When the MHW returned for his/her shift the next night, the patient remained on the same unit with plans to return downstairs soon after change of shift. Once again, the MHW was supposed to stay with her, but at least this time she was no longer attached to the IV pole which made it much easier to walk up and down the hallway. However, her behavior remained unpredictable. The doctor saw her and made a change in her medication. Another nurse soon joined the MHW from downstairs so he/she could help take care of the three other patients on the unit. At least now he/she didn’t have to concern himself/herself with them but rather focus on just one patient. The supervisor informed the staff that the nurse’s aide from the registry never showed up so they were short staffed again. To add to that, they were keeping Mrs. Manic  for another night. At about midnight, another MHW came to the rescue and relieved the other MHW of his/her duties for a couple of hours. Why just a couple? Well Mrs. Manic woke up at 2 a.m. and began screaming and when the first MHW came in the room with other workers, the patient called him/her a child molester and a one minute man/woman among other things. The two female nurses tried to calm her down to no avail. With great relief, the first MHW was able to break away for his/her half hour lunch. When he/she returned, they had taken the patient to the TV room where she was pacing around but also trying to toss magazines and papers from the bookshelf. So the first MHW took her out to the hallway and they started another 10K walkathon. When the patient finally said she was tired, the MHW escorted her back to bed along with the second MHW who needed to be present as a witness in case the patient claimed the first MHW did something inappropriate. She was restless in bed and would drift off for a few seconds before awakening again. It was like a startle response. The MHW talked to her softly and gently trying his/her best to emulate the horse whisperer. It didn’t work too well because she never went to sleep. After two hours of this, the first MHW had to cut himself/herself loose and let the other MHW take over so the first one could check on the other patients. The other MHW gave the patient a shower and changed her clothes before the first MHW did another 10K up and down the hallway until it was time for the night shift to go home. The MHW was glad to have the next two nights off.
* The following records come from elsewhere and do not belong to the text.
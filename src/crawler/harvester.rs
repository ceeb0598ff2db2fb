//! Product harvesting from leaf category listings
//!
//! Each leaf is paged through in order, following the "next page" link
//! until there is none, it points back to a page already visited, or the
//! per-leaf page cap is reached. Leaves run concurrently; their products
//! are admitted in leaf order so the output does not depend on timing.

use std::collections::HashSet;

use chrono::Utc;
use futures::stream::{self, StreamExt};
use url::Url;

use super::extractor::{extract_next_page, extract_product_details, extract_products, ProductStub};
use super::scheduler::Scheduler;
use crate::catalog::{Accumulator, Leaf, Product};
use crate::config::CrawlerConfig;
use crate::state::{RunStage, RunWarning};
use crate::url::canonical_key;

/// Outcome of harvesting every leaf
#[derive(Debug, Default)]
pub struct Harvest {
    pub warnings: Vec<RunWarning>,

    /// Listing pages fetched
    pub pages_fetched: usize,

    /// Products admitted for the first time
    pub products_admitted: usize,

    /// Product encounters rejected because the URL was already admitted
    pub duplicates: usize,

    /// Product cards skipped for lack of a name or link
    pub dropped: usize,
}

/// What one leaf produced, before admission
#[derive(Debug, Default)]
struct LeafHarvest {
    products: Vec<Product>,
    warnings: Vec<RunWarning>,
    pages_fetched: usize,
    dropped: usize,
}

/// Pages through leaf listings and hands products to the accumulator
pub struct ProductHarvester<'a> {
    scheduler: &'a Scheduler,
    accumulator: &'a Accumulator,
    crawler: &'a CrawlerConfig,
}

impl<'a> ProductHarvester<'a> {
    pub fn new(
        scheduler: &'a Scheduler,
        accumulator: &'a Accumulator,
        crawler: &'a CrawlerConfig,
    ) -> Self {
        Self {
            scheduler,
            accumulator,
            crawler,
        }
    }

    /// Harvests every leaf
    ///
    /// A product listed under several leaves is kept once, attributed to
    /// the first leaf in `leaves` that lists it.
    pub async fn harvest(&self, leaves: &[Leaf]) -> Harvest {
        let concurrency = self.crawler.max_concurrent_requests.max(1) as usize;

        let per_leaf: Vec<LeafHarvest> = stream::iter(leaves)
            .map(|leaf| self.harvest_leaf(leaf))
            .buffered(concurrency)
            .collect()
            .await;

        let mut harvest = Harvest::default();
        let mut admitted = Vec::new();

        for leaf in per_leaf {
            harvest.pages_fetched += leaf.pages_fetched;
            harvest.dropped += leaf.dropped;
            harvest.warnings.extend(leaf.warnings);

            for product in leaf.products {
                if self.accumulator.admit_product(&product.url) {
                    admitted.push(product);
                } else {
                    tracing::trace!("Duplicate product {}", product.url);
                    harvest.duplicates += 1;
                }
            }
        }

        if self.crawler.fetch_product_details {
            admitted = self.enrich(admitted, concurrency).await;
        }

        harvest.products_admitted = admitted.len();
        for product in admitted {
            self.accumulator.store_product(product);
        }

        tracing::info!(
            "Harvested {} products from {} pages ({} duplicates, {} dropped)",
            harvest.products_admitted,
            harvest.pages_fetched,
            harvest.duplicates,
            harvest.dropped
        );

        harvest
    }

    async fn harvest_leaf(&self, leaf: &Leaf) -> LeafHarvest {
        let mut result = LeafHarvest::default();

        let start = match Url::parse(&leaf.url) {
            Ok(url) => url,
            Err(e) => {
                result
                    .warnings
                    .push(RunWarning::new(RunStage::Listing, leaf.url.as_str(), e.to_string()));
                return result;
            }
        };

        let mut visited = HashSet::new();
        let mut next = Some(start);

        while let Some(url) = next.take() {
            if !visited.insert(canonical_key(&url)) {
                tracing::debug!(
                    "Pagination of '{}' loops back to {}, stopping",
                    leaf.category_id,
                    url
                );
                break;
            }
            if result.pages_fetched >= self.crawler.max_pages_per_leaf {
                tracing::warn!(
                    "Leaf '{}' reached {} pages, stopping",
                    leaf.category_id,
                    self.crawler.max_pages_per_leaf
                );
                result.warnings.push(RunWarning::new(
                    RunStage::Listing,
                    url.as_str(),
                    format!("page cap of {} reached", self.crawler.max_pages_per_leaf),
                ));
                break;
            }

            let doc = match self.scheduler.fetch(&url, self.crawler.render_js).await {
                Ok(doc) => doc,
                Err(e) => {
                    tracing::warn!(
                        "Listing page {} failed, stopping leaf '{}': {}",
                        url,
                        leaf.category_id,
                        e
                    );
                    result
                        .warnings
                        .push(RunWarning::new(RunStage::Listing, url.as_str(), e.to_string()));
                    break;
                }
            };
            result.pages_fetched += 1;

            let extraction = extract_products(&doc);
            for dropped in &extraction.dropped {
                tracing::debug!("Dropped record on {}: {}", url, dropped.reason);
            }
            result.dropped += extraction.dropped.len();
            tracing::debug!(
                "{} products on page {} of '{}'",
                extraction.records.len(),
                result.pages_fetched,
                leaf.category_id
            );

            result
                .products
                .extend(extraction.records.into_iter().map(|stub| product_for(stub, leaf)));

            next = extract_next_page(&doc);
        }

        result
    }

    /// Fills absent SKU, brand and description from detail pages
    ///
    /// A failed detail fetch leaves the product as it was.
    async fn enrich(&self, products: Vec<Product>, concurrency: usize) -> Vec<Product> {
        let render_js = self.crawler.render_js;

        stream::iter(products)
            .map(|mut product| async move {
                let complete = product.sku.is_some()
                    && product.brand.is_some()
                    && product.description.is_some();
                if complete {
                    return product;
                }

                let url = match Url::parse(&product.url) {
                    Ok(url) => url,
                    Err(_) => return product,
                };

                match self.scheduler.fetch(&url, render_js).await {
                    Ok(doc) => {
                        let details = extract_product_details(&doc);
                        product.sku = product.sku.or(details.sku);
                        product.brand = product.brand.or(details.brand);
                        product.description = product.description.or(details.description);
                    }
                    Err(e) => {
                        tracing::debug!("Detail page {} failed: {}", url, e);
                    }
                }
                product
            })
            .buffered(concurrency)
            .collect()
            .await
    }
}

fn product_for(stub: ProductStub, leaf: &Leaf) -> Product {
    Product {
        name: stub.name,
        url: stub.url.to_string(),
        category: leaf.category.clone(),
        subcategory: leaf.subcategory.clone(),
        image_url: stub.image_url,
        price: stub.price,
        sku: stub.sku,
        brand: stub.brand,
        description: stub.description,
        stock_status: stub.stock_status,
        extracted_at: Utc::now(),
    }
}
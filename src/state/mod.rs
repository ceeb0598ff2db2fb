//! State module for tracking run progress
//!
//! # Components
//!
//! - `OriginState`: per-origin request pacing and robots.txt policy
//! - `RunStatus` / `RunWarning`: how a run ended and which branches degraded

mod origin_state;
mod run_state;

pub use origin_state::OriginState;
pub use run_state::{RunStage, RunStatus, RunWarning};
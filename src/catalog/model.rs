use chrono::{DateTime, Utc};
use serde::{Deserialize, Serialize};

/// A category node of the catalog tree
///
/// Created and mutated only during discovery. Depth is unbounded in the
/// model even though shops observed so far nest a single level.
#[derive(Debug, Clone, PartialEq, Serialize, Deserialize)]
pub struct Category {
    /// Stable slug, unique across the whole tree within a run
    pub category_id: String,

    pub name: String,

    pub url: String,

    pub description: Option<String>,

    pub image_url: Option<String>,

    #[serde(default)]
    pub subcategories: Vec<Category>,

    /// Best-effort count reported by the category listing page
    pub products_count: Option<u32>,

    pub discovered_at: DateTime<Utc>,
}

impl Category {
    /// Creates a category with no descriptive fields and no children
    pub fn new(
        category_id: impl Into<String>,
        name: impl Into<String>,
        url: impl Into<String>,
    ) -> Self {
        Self {
            category_id: category_id.into(),
            name: name.into(),
            url: url.into(),
            description: None,
            image_url: None,
            subcategories: Vec::new(),
            products_count: None,
            discovered_at: Utc::now(),
        }
    }

    /// Returns true if this category has no subcategories
    pub fn is_leaf(&self) -> bool {
        self.subcategories.is_empty()
    }

    /// Finds a node by id in this subtree (including self)
    pub fn find(&self, category_id: &str) -> Option<&Category> {
        if self.category_id == category_id {
            return Some(self);
        }
        self.subcategories
            .iter()
            .find_map(|child| child.find(category_id))
    }

    /// Collects every id in this subtree, depth first
    pub fn ids(&self) -> Vec<&str> {
        let mut ids = vec![self.category_id.as_str()];
        for child in &self.subcategories {
            ids.extend(child.ids());
        }
        ids
    }

    /// Number of nodes in this subtree (including self)
    pub fn node_count(&self) -> usize {
        1 + self
            .subcategories
            .iter()
            .map(Category::node_count)
            .sum::<usize>()
    }
}

/// A product record harvested from a listing page
///
/// Immutable once created. Only `name` and `url` are guaranteed; every
/// other field is best-effort and `None` when the page did not show it.
#[derive(Debug, Clone, PartialEq, Serialize, Deserialize)]
pub struct Product {
    pub name: String,

    /// Identity of the product within a run (compared in canonical form)
    pub url: String,

    /// Name of the top-level category the product was harvested under
    pub category: String,

    /// Name of the leaf subcategory, `None` when harvested from a category
    /// without subcategories
    pub subcategory: Option<String>,

    pub image_url: Option<String>,

    /// Price as displayed, currency included
    pub price: Option<String>,

    pub sku: Option<String>,

    pub brand: Option<String>,

    pub description: Option<String>,

    pub stock_status: Option<String>,

    pub extracted_at: DateTime<Utc>,
}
Epilogue – What can the whole treatment team do better to make this patient functional again while protecting her unborn child? Perhaps they can consult with the family on what their expectations are so they can make decisions about the care of their loved one. They need to provide some input about what to do next since the present treatment is not working and thus not making the patient any better. It’s a big dilemma trying to save the sanity of the patient and trying to save the life of the baby too.

Well, that’s the writer’s fictional account of what happened one weekend in the Psych Ward where dull moments are sometimes few and far between.